Most of my home turf received between 2 and 3 inches of rain on thursday. When big rain events like this happen, I spend the next few days starting with streams high up in the watersheds and following the receding waters down to the bigger streams.

I started on friday with the smallest stream that I fish. Even with 3" of rain, it was barely a trickle. It is also the closest wild trout stream to my house so despite its size, I don't write it off.


Judging strictly by my observations (and I am not a biologist), this may be the healthiest stream anywhere around the area. Last week on a jog, I noticed a strong "yellow sally" hatch here. On friday, a crop of new adult stoneflies were buzzing around.

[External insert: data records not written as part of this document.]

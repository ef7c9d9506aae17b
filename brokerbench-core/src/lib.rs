//! Brokerbench Core Library
//!
//! Pluggable benchmark drivers for message brokers. A driver provisions
//! destinations, hands out producers and push-based consumers, and tears
//! everything down, over a narrow broker client surface.

pub mod client;
pub mod config;
pub mod consumer;
pub mod driver;
pub mod error;
pub mod producer;
pub mod registry;
pub mod types;

// Re-export commonly used types
pub use client::memory::MemoryBroker;
pub use client::{BrokerConnection, BrokerConnector};
pub use config::{ConfigLoader, DriverConfig, Properties};
pub use consumer::{BenchmarkConsumer, ConsumerCallback};
pub use driver::{initialize, initialize_from_file, BenchmarkDriver};
pub use error::{ClientError, ConfigError, DriverError, DriverResult};
pub use producer::BenchmarkProducer;
pub use types::{AckMode, DriverKind, QueueType};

I am not sure exactly what I interrupted when I stumbled upon this pair. That would be quite an ambitious meal for the salamander.


The brook trout here are very dark in color from having to spend most of the year seeking shelter beneath rocks as the water becomes scarce. Most trout here even begin developing black speckles on their white underbelly.



Obstacles like this are nothing for these nimble wild fish.


The stream offered just under 2 hours of fishing before it petered out. The largest of 52 trout caught here was an 11 incher from the smallest part of the stream where I quit fishing.


When I started exclusively fishing spinners, this stream kicked my butt. I didn't have enough control over my casts. I was not able to visualize paths to retrieve my spinner through the tiny holes and riffles. I was also using the wrong type of spinners. I looked at my notes and 4 years ago I caught 8 trout here under similar conditions.


Just down the road is another stream. This is an extremely remote water. Cell phone service is a few miles away. PAFBC has never surveyed this stream, and only the most local of yocals have likely visited it.

The water was more full than the first stream.


Robust wild brook trout seemed to be in "schools". I would pass a few great looking holes without a whiff, and then catch 5 out of the next spot.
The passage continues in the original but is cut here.